Les bouleversements provoqués par l’imbrication des crises ont connu de nouveaux développements, depuis le krach de 2008 jusqu’à la guerre en Ukraine, (climatique, sanitaire, énergétique, sociales, politiques, de la démocratie). Elles frappent violemment les populations par leur dimension et leurs conséquences planétaires et posent des problèmes sérieux aux forces dominantes.

En France, les rapports de force issus des élections de 2022 jouent un rôle déterminant en relation avec la tension sociale. Leur résultat confirme la profondeur des mouvements, fractures et attentes, qui travaillent le pays. Emmanuel Macron n’obtient pas la majorité aux législatives. L’extrême-droite voit sa stratégie de conquête du pouvoir confortée.
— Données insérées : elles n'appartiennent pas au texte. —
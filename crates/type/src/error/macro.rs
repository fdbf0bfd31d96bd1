// SPDX-License-Identifier: AGPL-3.0-or-later
// Copyright (c) 2025 ReifyDB

/// Wraps a [`Diagnostic`](crate::error::Diagnostic) into an [`Error`](crate::error::Error).
#[macro_export]
macro_rules! error {
	($diagnostic:expr) => {
		$crate::error::Error($diagnostic)
	};
}

/// Returns early with an error built from the given diagnostic.
#[macro_export]
macro_rules! return_error {
	($diagnostic:expr) => {
		return Err($crate::error::Error($diagnostic))
	};
}

/// Builds an `Err` result from the given diagnostic.
#[macro_export]
macro_rules! err {
	($diagnostic:expr) => {
		Err($crate::error::Error($diagnostic))
	};
}
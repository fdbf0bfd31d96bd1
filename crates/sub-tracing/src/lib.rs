// SPDX-License-Identifier: AGPL-3.0-or-later
// Copyright (c) 2025 ReifyDB

mod builder;
mod subsystem;

pub use builder::{TracingBuilder, TracingFormat};
pub use subsystem::TracingSubsystem;
// SPDX-License-Identifier: AGPL-3.0-or-later
// Copyright (c) 2025 ReifyDB

use super::Diagnostic;

/// SESSION_001: The session no longer accepts work
pub fn session_closed() -> Diagnostic {
	Diagnostic {
		code: "SESSION_001".to_string(),
		message: "session is closed".to_string(),
		label: None,
		help: Some("open a new connection".to_string()),
		notes: vec![],
	}
}

/// SESSION_002: The request could not be understood
pub fn bad_request(reason: impl Into<String>) -> Diagnostic {
	Diagnostic {
		code: "SESSION_002".to_string(),
		message: format!("bad request: {}", reason.into()),
		label: None,
		help: None,
		notes: vec![],
	}
}

/// SESSION_003: The connection failed
pub fn transport_failure(reason: impl Into<String>) -> Diagnostic {
	Diagnostic {
		code: "SESSION_003".to_string(),
		message: format!("transport failure: {}", reason.into()),
		label: None,
		help: None,
		notes: vec!["reconnecting starts a new session".to_string()],
	}
}

/// SESSION_004: The server could not bind its listener
pub fn bind_failed(addr: &str, error: impl std::fmt::Display) -> Diagnostic {
	Diagnostic {
		code: "SESSION_004".to_string(),
		message: format!("failed to bind {}: {}", addr, error),
		label: None,
		help: Some("check that the port is free and the address is local".to_string()),
		notes: vec![],
	}
}

/// SESSION_005: The bound address could not be read back
pub fn address_unavailable(error: impl std::fmt::Display) -> Diagnostic {
	Diagnostic {
		code: "SESSION_005".to_string(),
		message: format!("failed to read the bound address: {}", error),
		label: None,
		help: None,
		notes: vec![],
	}
}
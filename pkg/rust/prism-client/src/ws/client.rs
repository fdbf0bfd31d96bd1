// SPDX-License-Identifier: AGPL-3.0-or-later
// Copyright (c) 2025 ReifyDB

use std::{collections::HashMap, sync::Arc};

use futures_util::{SinkExt, StreamExt};
use prism_sub_server_ws::{
	CloseRequest, CreateViewRequest, GetSchemaRequest, ListTablesRequest, RemoveViewRequest, Request,
	RequestPayload, Response, ResponsePayload, TableSizeRequest, UpdateRequest, ViewSnapshotRequest,
};
use prism_table::Schema;
use prism_type::{
	Diagnostic, Error, TableVersion,
	error::diagnostic::{internal::internal, session::transport_failure},
};
use prism_view::{Delta, ViewConfig, ViewId};
use tokio::sync::{Mutex, mpsc, oneshot};
use tokio_tungstenite::{connect_async, tungstenite::Message};

use crate::utils::generate_request_id;

type PendingRequests = Arc<Mutex<HashMap<String, oneshot::Sender<Response>>>>;

/// Async WebSocket client for Prism.
///
/// Requests are correlated with their responses by id. Server pushes (`view_update`,
/// `error`, `session_closed`) are delivered through [`WsClient::recv`].
pub struct WsClient {
	request_tx: mpsc::Sender<(Request, oneshot::Sender<Response>)>,
	shutdown_tx: Option<mpsc::Sender<()>>,
	push_rx: mpsc::UnboundedReceiver<Response>,
}

impl WsClient {
	/// Connects to a Prism server, e.g. `ws://localhost:8082/websocket`.
	pub async fn connect(url: &str) -> Result<Self, Error> {
		let url = if !url.starts_with("ws://") && !url.starts_with("wss://") {
			format!("ws://{}", url)
		} else {
			url.to_string()
		};

		let (ws_stream, _) = connect_async(&url)
			.await
			.map_err(|e| Error(transport_failure(format!("failed to connect to {}: {}", url, e))))?;

		let (write, read) = ws_stream.split();

		let (request_tx, request_rx) = mpsc::channel::<(Request, oneshot::Sender<Response>)>(32);
		let (shutdown_tx, shutdown_rx) = mpsc::channel::<()>(1);
		let (push_tx, push_rx) = mpsc::unbounded_channel::<Response>();

		let pending: PendingRequests = Arc::new(Mutex::new(HashMap::new()));

		let pending_clone = pending.clone();
		tokio::spawn(async move {
			Self::connection_loop(write, read, request_rx, shutdown_rx, pending_clone, push_tx).await;
		});

		Ok(Self {
			request_tx,
			shutdown_tx: Some(shutdown_tx),
			push_rx,
		})
	}

	async fn connection_loop(
		mut write: futures_util::stream::SplitSink<
			tokio_tungstenite::WebSocketStream<tokio_tungstenite::MaybeTlsStream<tokio::net::TcpStream>>,
			Message,
		>,
		mut read: futures_util::stream::SplitStream<
			tokio_tungstenite::WebSocketStream<tokio_tungstenite::MaybeTlsStream<tokio::net::TcpStream>>,
		>,
		mut request_rx: mpsc::Receiver<(Request, oneshot::Sender<Response>)>,
		mut shutdown_rx: mpsc::Receiver<()>,
		pending: PendingRequests,
		push_tx: mpsc::UnboundedSender<Response>,
	) {
		loop {
			tokio::select! {
				msg = read.next() => {
					let Some(msg) = msg else {
						break;
					};
					match msg {
						Ok(Message::Text(text)) => {
							let Ok(response) = serde_json::from_str::<Response>(&text) else {
								continue;
							};

							let waiter = match &response.id {
								Some(id) => pending.lock().await.remove(id),
								None => None,
							};
							match waiter {
								Some(tx) => {
									let _ = tx.send(response);
								}
								None => {
									let _ = push_tx.send(response);
								}
							}
						}
						Ok(Message::Ping(data)) => {
							let _ = write.send(Message::Pong(data)).await;
						}
						Ok(Message::Close(_)) => {
							break;
						}
						Err(_) => {
							break;
						}
						_ => {}
					}
				}

				Some((request, response_tx)) = request_rx.recv() => {
					if let Some(id) = request.id.clone() {
						pending.lock().await.insert(id, response_tx);
					}

					if let Ok(json) = serde_json::to_string(&request) {
						if write.send(Message::Text(json.into())).await.is_err() {
							break;
						}
					}
				}

				_ = shutdown_rx.recv() => {
					let _ = write.send(Message::Close(None)).await;
					break;
				}

				else => break,
			}
		}

		// Dropping the senders fails every waiting request.
		pending.lock().await.clear();
	}

	/// Creates a view and returns its id and initial snapshot.
	pub async fn create_view(&self, table: &str, config: ViewConfig) -> Result<(ViewId, Delta), Error> {
		let payload = RequestPayload::CreateView(CreateViewRequest {
			table: table.to_string(),
			config,
		});

		match self.send_request(payload).await? {
			ResponsePayload::ViewCreated {
				view_id,
				snapshot,
			} => Ok((view_id, snapshot)),
			other => Err(unexpected("view_created", other)),
		}
	}

	pub async fn remove_view(&self, view_id: ViewId) -> Result<(), Error> {
		let payload = RequestPayload::RemoveView(RemoveViewRequest {
			view_id,
		});

		match self.send_request(payload).await? {
			ResponsePayload::ViewRemoved {
				..
			} => Ok(()),
			other => Err(unexpected("view_removed", other)),
		}
	}

	pub async fn get_schema(&self, table: &str) -> Result<Schema, Error> {
		let payload = RequestPayload::GetSchema(GetSchemaRequest {
			table: table.to_string(),
		});

		match self.send_request(payload).await? {
			ResponsePayload::Schema {
				schema,
				..
			} => Ok(schema),
			other => Err(unexpected("schema", other)),
		}
	}

	pub async fn list_tables(&self) -> Result<Vec<String>, Error> {
		match self.send_request(RequestPayload::ListTables(ListTablesRequest {})).await? {
			ResponsePayload::Tables {
				names,
			} => Ok(names),
			other => Err(unexpected("tables", other)),
		}
	}

	/// Row count and version of a table.
	pub async fn table_size(&self, table: &str) -> Result<(usize, TableVersion), Error> {
		let payload = RequestPayload::TableSize(TableSizeRequest {
			table: table.to_string(),
		});

		match self.send_request(payload).await? {
			ResponsePayload::TableSize {
				size,
				version,
				..
			} => Ok((size, version)),
			other => Err(unexpected("table_size", other)),
		}
	}

	/// Appends rows given as `{"column": [values...]}` or `[{"column": value}, ...]`.
	pub async fn update(&self, table: &str, data: serde_json::Value) -> Result<TableVersion, Error> {
		let payload = RequestPayload::Update(UpdateRequest {
			table: table.to_string(),
			data,
		});

		match self.send_request(payload).await? {
			ResponsePayload::Updated {
				version,
				..
			} => Ok(version),
			other => Err(unexpected("updated", other)),
		}
	}

	/// The current materialized state of a view, as a snapshot delta.
	pub async fn view_snapshot(&self, view_id: ViewId) -> Result<Delta, Error> {
		let payload = RequestPayload::ViewSnapshot(ViewSnapshotRequest {
			view_id,
		});

		match self.send_request(payload).await? {
			ResponsePayload::ViewSnapshot {
				snapshot,
				..
			} => Ok(snapshot),
			other => Err(unexpected("view_snapshot", other)),
		}
	}

	/// Receive the next server push, waiting if necessary.
	///
	/// Returns `None` once the connection is closed.
	pub async fn recv(&mut self) -> Option<Response> {
		self.push_rx.recv().await
	}

	pub fn try_recv(&mut self) -> Result<Response, mpsc::error::TryRecvError> {
		self.push_rx.try_recv()
	}

	async fn send_request(&self, payload: RequestPayload) -> Result<ResponsePayload, Error> {
		let request = Request::new(generate_request_id(), payload);
		let (tx, rx) = oneshot::channel();

		self.request_tx.send((request, tx)).await.map_err(|_| Error(transport_failure("connection closed")))?;

		let response = rx.await.map_err(|_| Error(transport_failure("response channel closed")))?;
		match response.payload {
			ResponsePayload::Error(err) => Err(Error(Diagnostic {
				code: err.code,
				message: err.message,
				label: None,
				help: None,
				notes: vec![],
			})),
			payload => Ok(payload),
		}
	}

	/// Ends the session and waits for the server to confirm.
	pub async fn close(mut self) -> Result<(), Error> {
		let result = match self.send_request(RequestPayload::Close(CloseRequest {})).await {
			Ok(ResponsePayload::SessionClosed {
				..
			}) => Ok(()),
			Ok(other) => Err(unexpected("session_closed", other)),
			Err(e) => Err(e),
		};

		if let Some(tx) = self.shutdown_tx.take() {
			let _ = tx.send(()).await;
		}
		result
	}
}

impl Drop for WsClient {
	fn drop(&mut self) {
		if let Some(tx) = self.shutdown_tx.take() {
			let _ = tx.try_send(());
		}
	}
}

fn unexpected(expected: &str, payload: ResponsePayload) -> Error {
	Error(internal(format!("expected a {} response, got {:?}", expected, payload)))
}
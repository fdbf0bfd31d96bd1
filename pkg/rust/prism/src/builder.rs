// SPDX-License-Identifier: AGPL-3.0-or-later
// Copyright (c) 2025 ReifyDB

use std::sync::Arc;

use prism_sub_api::Subsystem;
use prism_sub_producer::{BatchSource, ProducerConfig, ProducerSubsystem};
use prism_sub_server_ws::{WsConfig, WsSubsystem};
use prism_sub_tracing::TracingBuilder;
use prism_table::{Schema, TableRegistry};
use prism_type::Result;
use prism_view::{StandardViewEngine, ViewEngine};

use crate::{Server, ServerConfig, subsystems::Subsystems};

/// Assembles a [`Server`].
///
/// Subsystems start in this order: tracing, WebSocket server, custom subsystems, then
/// producers, so sessions can attach before the first batch lands.
pub struct ServerBuilder {
	config: ServerConfig,
	tables: TableRegistry,
	schemas: Vec<(String, Schema)>,
	engine: Arc<dyn ViewEngine>,
	tracing: Option<TracingBuilder>,
	ws: Option<WsConfig>,
	subsystems: Vec<Box<dyn Subsystem>>,
	producers: Vec<Box<dyn FnOnce(TableRegistry) -> ProducerSubsystem>>,
}

impl Default for ServerBuilder {
	fn default() -> Self {
		Self::new()
	}
}

impl ServerBuilder {
	pub fn new() -> Self {
		Self {
			config: ServerConfig::default(),
			tables: TableRegistry::new(),
			schemas: Vec::new(),
			engine: Arc::new(StandardViewEngine),
			tracing: None,
			ws: None,
			subsystems: Vec::new(),
			producers: Vec::new(),
		}
	}

	pub fn with_config(mut self, config: ServerConfig) -> Self {
		self.config = config;
		self
	}

	/// Serves an existing registry instead of a fresh one.
	pub fn with_registry(mut self, tables: TableRegistry) -> Self {
		self.tables = tables;
		self
	}

	/// Registers a table when the server is built.
	pub fn with_table(mut self, name: impl Into<String>, schema: Schema) -> Self {
		self.schemas.push((name.into(), schema));
		self
	}

	pub fn with_engine(mut self, engine: impl ViewEngine + 'static) -> Self {
		self.engine = Arc::new(engine);
		self
	}

	pub fn with_tracing<F>(mut self, configurator: F) -> Self
	where
		F: FnOnce(TracingBuilder) -> TracingBuilder,
	{
		self.tracing = Some(configurator(TracingBuilder::new()));
		self
	}

	pub fn with_ws(mut self, config: WsConfig) -> Self {
		self.ws = Some(config);
		self
	}

	/// Adds a producer appending [`SequenceSource`](prism_sub_producer::SequenceSource) batches.
	pub fn with_producer(mut self, config: ProducerConfig) -> Self {
		self.producers.push(Box::new(move |tables| ProducerSubsystem::new(tables, config)));
		self
	}

	pub fn with_producer_source(mut self, config: ProducerConfig, source: impl BatchSource) -> Self {
		self.producers.push(Box::new(move |tables| ProducerSubsystem::with_source(tables, config, source)));
		self
	}

	pub fn with_subsystem(mut self, subsystem: Box<dyn Subsystem>) -> Self {
		self.subsystems.push(subsystem);
		self
	}

	/// Creates the configured tables and wires the subsystems.
	///
	/// Fails when a table name is taken or a schema is invalid.
	pub fn build(self) -> Result<Server> {
		for (name, schema) in self.schemas {
			self.tables.create(&name, schema)?;
		}

		let mut subsystems = Subsystems::new();
		if let Some(tracing) = self.tracing {
			subsystems.add(Box::new(tracing.build()));
		}
		if let Some(config) = self.ws {
			subsystems.add(Box::new(WsSubsystem::new(config, self.tables.clone(), self.engine.clone())));
		}
		for subsystem in self.subsystems {
			subsystems.add(subsystem);
		}
		for producer in self.producers {
			subsystems.add(Box::new(producer(self.tables.clone())));
		}

		Ok(Server::new(self.config, self.tables, subsystems))
	}
}
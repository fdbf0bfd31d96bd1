// SPDX-License-Identifier: AGPL-3.0-or-later
// Copyright (c) 2025 ReifyDB

use std::{
	fmt::{self, Debug, Formatter},
	sync::Arc,
};

use parking_lot::RwLock;
use prism_type::{ColumnData, Result, TableVersion};
use tracing::{debug, trace};

use crate::{
	Columns, RowBatch, Schema,
	feed::UpdateFeed,
	listener::{ListenerId, Listeners, TableChange, TableListener},
};

/// Handle to a shared, append-only, versioned table. Cloning is cheap.
#[derive(Clone)]
pub struct Table(Arc<TableInner>);

struct TableInner {
	name: Arc<str>,
	schema: Schema,
	store: RwLock<Store>,
	feed: UpdateFeed,
	listeners: Listeners,
}

struct Store {
	columns: Vec<ColumnData>,
	row_count: usize,
	version: TableVersion,
}

/// Consistent read of a table's contents at one version.
#[derive(Debug)]
pub struct TableSnapshot<'a> {
	pub version: TableVersion,
	pub row_count: usize,
	pub columns: &'a [ColumnData],
}

impl Table {
	/// Creates a table at version 0 with no rows.
	pub fn new(name: impl Into<Arc<str>>, schema: Schema) -> Result<Self> {
		let name = name.into();
		schema.validate(&name)?;

		let columns = schema.columns().iter().map(|c| ColumnData::with_capacity(c.r#type, 0)).collect();

		Ok(Self(Arc::new(TableInner {
			name,
			schema,
			store: RwLock::new(Store {
				columns,
				row_count: 0,
				version: TableVersion::INITIAL,
			}),
			feed: UpdateFeed::new(),
			listeners: Listeners::new(),
		})))
	}

	pub fn name(&self) -> &str {
		&self.0.name
	}

	pub fn schema(&self) -> &Schema {
		&self.0.schema
	}

	pub fn version(&self) -> TableVersion {
		self.0.store.read().version
	}

	/// Number of rows stored.
	pub fn size(&self) -> usize {
		self.0.store.read().row_count
	}

	/// Validates `batch`, then applies it through the update feed and returns the new version.
	///
	/// A rejected batch never enters the feed and leaves the version unchanged.
	pub fn append(&self, batch: RowBatch) -> Result<TableVersion> {
		let inner = &self.0;
		let columns = Arc::new(batch.align(&inner.name, &inner.schema)?);

		inner.feed.submit(|| -> Result<TableVersion> {
			let change = {
				let mut store = inner.store.write();
				let first_row = store.row_count as u64;
				for (target, source) in store.columns.iter_mut().zip(columns.data.iter()) {
					target.extend(source)?;
				}
				store.row_count += columns.row_count;

				let old_version = store.version;
				store.version = old_version.next();

				TableChange {
					table: inner.name.clone(),
					old_version,
					new_version: store.version,
					first_row,
					batch: columns.clone(),
				}
			};

			trace!(
				"Appended {} rows to table {} at version {}",
				columns.row_count, inner.name, change.new_version
			);

			inner.listeners.notify(&change);
			Ok(change.new_version)
		})
	}

	/// Runs `f` against a consistent view of the table under its read lock.
	///
	/// `f` must not append to this table.
	pub fn read<R>(&self, f: impl FnOnce(TableSnapshot<'_>) -> R) -> R {
		let store = self.0.store.read();
		f(TableSnapshot {
			version: store.version,
			row_count: store.row_count,
			columns: &store.columns,
		})
	}

	/// Copies the table's columns together with the version they belong to.
	pub fn snapshot(&self) -> (TableVersion, Columns) {
		self.read(|snapshot| {
			(
				snapshot.version,
				Columns {
					data: snapshot.columns.to_vec(),
					row_count: snapshot.row_count,
				},
			)
		})
	}

	pub fn subscribe(&self, listener: Arc<dyn TableListener>) -> ListenerId {
		let id = self.0.listeners.add(listener);
		debug!("Registered listener {} on table {}", id, self.0.name);
		id
	}

	pub fn unsubscribe(&self, id: ListenerId) -> bool {
		let removed = self.0.listeners.remove(id);
		if removed {
			debug!("Removed listener {} from table {}", id, self.0.name);
		}
		removed
	}

	pub fn listener_count(&self) -> usize {
		self.0.listeners.len()
	}

	/// Appends holding or waiting for the update feed.
	pub fn pending_appends(&self) -> u64 {
		self.0.feed.queued()
	}
}

impl Debug for Table {
	fn fmt(&self, f: &mut Formatter<'_>) -> fmt::Result {
		f.debug_struct("Table")
			.field("name", &self.0.name)
			.field("version", &self.version())
			.field("size", &self.size())
			.finish()
	}
}
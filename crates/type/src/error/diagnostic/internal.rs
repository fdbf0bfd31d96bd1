// SPDX-License-Identifier: AGPL-3.0-or-later
// Copyright (c) 2025 ReifyDB

use super::Diagnostic;

/// An invariant was violated
pub fn internal(reason: impl Into<String>) -> Diagnostic {
	Diagnostic {
		code: "INTERNAL_ERROR".to_string(),
		message: format!("internal error: {}", reason.into()),
		label: None,
		help: Some("this is a bug, please report it".to_string()),
		notes: vec![],
	}
}
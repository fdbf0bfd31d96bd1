// SPDX-License-Identifier: AGPL-3.0-or-later
// Copyright (c) 2025 ReifyDB

use std::net::{SocketAddr, TcpListener};

/// An unused loopback address. The port is released before returning, so a racing
/// process may still grab it; prefer binding to port 0 where the API allows.
pub fn free_local_socket() -> SocketAddr {
	let listener = TcpListener::bind("127.0.0.1:0").expect("failed to bind to ephemeral port");
	let addr = listener.local_addr().expect("failed to get local addr");
	drop(listener);
	addr
}
// SPDX-License-Identifier: AGPL-3.0-or-later
// Copyright (c) 2025 ReifyDB

//! Viewer sessions.
//!
//! A session owns the views one client created. Table notifications reach it through
//! its [`Mailbox`]; the connection task drains the mailbox, runs [`Session::process`]
//! and writes whatever the session emitted to the socket.
//!
//! Lifecycle: `Connecting -> Open -> Closing -> Closed`. Only an open session emits.
//! [`Session::close`] flips the state before anything else, so a delta that is still
//! being computed when the session closes is dropped at emission.

mod mailbox;
mod registry;

use std::{
	collections::{BTreeMap, HashMap},
	fmt::{self, Display, Formatter},
	sync::{
		Arc,
		atomic::{AtomicU64, Ordering},
	},
};

pub use mailbox::{Mailbox, MailboxEvent};
use parking_lot::Mutex;
use prism_table::{ListenerId, RowBatch, Table, TableRegistry};
use prism_type::{
	Result,
	error::diagnostic::{session::session_closed, view::view_not_found},
	return_error,
};
use prism_view::{Delta, View, ViewEngine, ViewId};
pub use registry::SessionRegistry;
use tokio::sync::mpsc;
use tracing::{debug, error, trace};
use uuid::Uuid;

use crate::{CreateViewRequest, Request, RequestPayload, Response, ResponsePayload, UpdateRequest};

#[derive(Debug, Copy, Clone, PartialEq, Eq, Hash, PartialOrd, Ord)]
pub struct SessionId(pub Uuid);

impl SessionId {
	pub fn new() -> Self {
		Self(Uuid::now_v7())
	}
}

impl Default for SessionId {
	fn default() -> Self {
		Self::new()
	}
}

impl Display for SessionId {
	fn fmt(&self, f: &mut Formatter<'_>) -> fmt::Result {
		Display::fmt(&self.0, f)
	}
}

#[derive(Debug, Copy, Clone, PartialEq, Eq)]
pub enum SessionState {
	Connecting,
	Open,
	Closing,
	Closed,
}

pub struct Session {
	id: SessionId,
	state: Mutex<SessionState>,
	tables: TableRegistry,
	engine: Arc<dyn ViewEngine>,
	mailbox: Arc<Mailbox>,
	outgoing: mpsc::UnboundedSender<Response>,
	views: Mutex<BTreeMap<ViewId, View>>,
	subscriptions: Mutex<HashMap<String, (Table, ListenerId)>>,
	next_view_id: AtomicU64,
}
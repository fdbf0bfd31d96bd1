// SPDX-License-Identifier: AGPL-3.0-or-later
// Copyright (c) 2025 ReifyDB

use std::time::Duration;

use anyhow::{Context, Result};
use clap::{Parser, ValueEnum};
use prism::{ProducerConfig, Schema, ServerBuilder, TracingFormat, Type, WsConfig};
use tracing::{info, warn};

/// Prism demo server: appends batches to `data_source_one` and streams views of it
/// over WebSocket.
#[derive(Parser, Debug)]
#[command(author, version, about, long_about = None)]
struct Args {
	/// Address the WebSocket server binds to
	#[arg(long, env = "PRISM_BIND", default_value = "0.0.0.0:8082")]
	bind: String,

	/// WebSocket endpoint path
	#[arg(long, default_value = "/websocket")]
	path: String,

	/// Table fed by the producer. Created with schema {x: integer}
	#[arg(long, default_value = "data_source_one")]
	table: String,

	/// Milliseconds between producer batches
	#[arg(long, default_value_t = 5000)]
	interval_ms: u64,

	/// Rows per producer batch
	#[arg(long, default_value_t = 10)]
	batch_size: usize,

	/// Producer iterations; 0 keeps producing until shutdown
	#[arg(long, default_value_t = 10)]
	iterations: u64,

	#[arg(long, default_value_t = 1024)]
	max_connections: usize,

	/// Pending notifications per session before it re-snapshots its views
	#[arg(long, default_value_t = 256)]
	mailbox_capacity: usize,

	/// Log filter, overridden by RUST_LOG
	#[arg(long, env = "PRISM_LOG", default_value = "info")]
	log_level: String,

	#[arg(long, value_enum, default_value_t = LogFormat::Compact)]
	log_format: LogFormat,
}

#[derive(ValueEnum, Debug, Clone, Copy)]
enum LogFormat {
	Compact,
	Pretty,
	Json,
}

impl From<LogFormat> for TracingFormat {
	fn from(format: LogFormat) -> Self {
		match format {
			LogFormat::Compact => TracingFormat::Compact,
			LogFormat::Pretty => TracingFormat::Pretty,
			LogFormat::Json => TracingFormat::Json,
		}
	}
}

impl Args {
	fn producer(&self) -> ProducerConfig {
		let config = ProducerConfig::new(&self.table)
			.with_interval(Duration::from_millis(self.interval_ms))
			.with_batch_size(self.batch_size);

		if self.iterations == 0 {
			config.unbounded()
		} else {
			config.with_iterations(self.iterations)
		}
	}

	fn ws(&self) -> WsConfig {
		WsConfig::new()
			.bind_addr(&self.bind)
			.path(&self.path)
			.max_connections(self.max_connections)
			.mailbox_capacity(self.mailbox_capacity)
	}
}

#[tokio::main]
async fn main() -> Result<()> {
	let args = Args::parse();

	let mut server = ServerBuilder::new()
		.with_tracing(|tracing| tracing.with_filter(&args.log_level).with_format(args.log_format.into()))
		.with_table(&args.table, Schema::new([("x", Type::Int)]))
		.with_ws(args.ws())
		.with_producer(args.producer())
		.build()
		.context("failed to build server")?;

	server.start().await.context("failed to start server")?;
	if let Some(url) = server.ws().and_then(|ws| ws.url()) {
		info!("Prism {} serving {} on {}", env!("CARGO_PKG_VERSION"), args.table, url);
	}

	if let Err(e) = tokio::signal::ctrl_c().await {
		warn!("Failed to listen for shutdown signal: {}", e);
	}

	info!("Shutting down");
	server.stop().await.context("failed to stop server")?;
	Ok(())
}
// SPDX-License-Identifier: AGPL-3.0-or-later
// Copyright (c) 2025 ReifyDB

//! Views over versioned tables.
//!
//! A [`View`] is bound to one [`Table`](prism_table::Table) and renders it through a
//! [`ViewEngine`] into a [`Frame`]. After the initial [`Delta::Snapshot`], every
//! [`TableChange`](prism_table::TableChange) is turned into a [`Delta::Patch`] that takes
//! the previous render to the next one. A [`Replica`] replays deltas the way a client does.

mod config;
mod delta;
pub mod engine;
mod frame;
mod view;

pub use config::{Aggregate, Filter, FilterOperator, ViewConfig};
pub use delta::{Delta, Replica};
pub use engine::{Changes, StandardViewEngine, ViewEngine, ViewState};
pub use frame::{Frame, FrameColumn};
pub use view::{View, ViewId};
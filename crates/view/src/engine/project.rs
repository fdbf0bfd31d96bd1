// SPDX-License-Identifier: AGPL-3.0-or-later
// Copyright (c) 2025 ReifyDB

use prism_table::{TableChange, TableSnapshot};
use prism_type::{ColumnData, Result, Type};

use crate::{
	Frame, FrameColumn,
	engine::{Changes, ViewState, filter::select, plan::Plan},
};

/// Filtered projection. Row numbers are table row indices, so appends only insert.
pub(crate) struct ProjectState {
	plan: Plan,
}

impl ProjectState {
	pub(crate) fn new(plan: Plan) -> Self {
		Self {
			plan,
		}
	}

	fn render(&self, columns: &[ColumnData], row_count: usize, first_row: u64) -> Frame {
		let rows = select(&self.plan.predicates, columns, row_count);

		Frame {
			row_numbers: rows.iter().map(|&row| first_row + row as u64).collect(),
			columns: self
				.plan
				.output
				.iter()
				.map(|output| FrameColumn {
					name: output.name.clone(),
					data: columns[output.source].take(&rows),
				})
				.collect(),
		}
	}
}

impl ViewState for ProjectState {
	fn layout(&self) -> Vec<(String, Type)> {
		self.plan.layout().map(|(name, ty)| (name.to_string(), ty)).collect()
	}

	fn compute(&mut self, snapshot: &TableSnapshot<'_>) -> Result<Frame> {
		Ok(self.render(snapshot.columns, snapshot.row_count, 0))
	}

	fn diff(&mut self, change: &TableChange) -> Result<Changes> {
		Ok(Changes {
			upserts: self.render(&change.batch.data, change.batch.row_count, change.first_row),
			removed: Vec::new(),
		})
	}
}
L’abstention atteint des niveaux record. Le danger est sérieux. La dynamique de la présidentialisation et du vote utile a joué à plein pour les trois candidats susceptibles d’être au second tour. Elle amplifie la marginalisation des partis dominants, droite et PS, aucun n’atteignant les 5 %, tout comme EELV. C’est au regard de cette configuration qu’il faut apprécier le résultat de Fabien Roussel.

A gauche, l’accord électoral de la Nupes a permis une présence renforcée de la gauche à l’Assemblée, insuffisante cependant, pour atteindre la majorité. Avec 30 % des exprimés, l’ensemble des voix de gauche ne traduit pas une progression significative par rapport aux scrutins antérieurs. Le PCF maintient, en le consolidant, son groupe, dans le cadre de l’accord électoral, mais dans un rapport déséquilibré en faveur du candidat de gauche arrivé en tête.

Sens et portée de la candidature de Fabien Roussel et de la campagne électorale présidentielle

Au départ, la décision d’une participation du parti communiste à l’élection présidentielle pouvait être interprétée comme une candidature de « témoignage », une revendication pour exister après plus d’une dizaine d’années d’absence. Dans la réalité, la candidature s’est construite comme un apport original, dynamique, dans la confrontation sur le devenir de la France, sur la réponse à apporter aux souffrances, aux colères, comme au besoin d’espoir.

Elle s’est inscrite de fait en relation avec la montée des mobilisations sociales, de l’expression des revendications de justice et d’égalité. Au moment où la remobilisation politique des classes populaires s’avère un enjeu décisif, le parti communiste ne pouvait déléguer à personne sa responsabilité dans cette bataille cruciale.

Une des dimensions les plus significatives de la candidature de Fabien Roussel est d’avoir fait du pouvoir d’achat le premier marqueur de sa campagne, en phase avec les mobilisations sur les salaires dans les entreprises, grandes mais aussi petites, parfois dures.

Elle a rendu plus clairs des enjeux centraux à une partie importante des Français.

Citons le droit à la « tranquillité publique », la lutte contre l’évasion et l’optimisation fiscales, la réindustrialisation des secteurs essentiels pour maîtriser notre souveraineté, comme un mix-énergétique décarboné assumant le nucléaire, crédibilisant un nouveau mode de développement, mettant en cohérence justice sociale et « justice climatique », au travers de la place essentielle des services publics, en portant le projet d’une France active pour la paix et le désarmement dans le monde, contribuant à donner un nouvel élan aux coopérations, à la sécurité collective et au renforcement des Nations unies. En imposant dans le débat la centralité du « travail », elle a réintroduit la dimension de classe, écartée ou marginalisée dans la gauche. Cette vision associant la gauche avec la libération de la domination du capitalisme est un de ses apports. Elle facilite le rassemblement des forces populaires, en s’attaquant au socle du populisme (le dépassement des partis et du clivage gauche/droite).

Et maintenant ? Quel choix stratégique du Parti communiste pour une dynamique majoritaire de conquête du pouvoir ?

Le débat sur les conditions d’un mouvement majoritaire pour battre Macron et l’extrême-droite et pour une autre politique a traversé toute la campagne. Il s’est précisé à la lumière des résultats et avec la constitution de la NUPES. L’accord électoral n’a pas permis d’atteindre la majorité espérée. Le chantier de la reconstruction de la gauche est juste rouvert.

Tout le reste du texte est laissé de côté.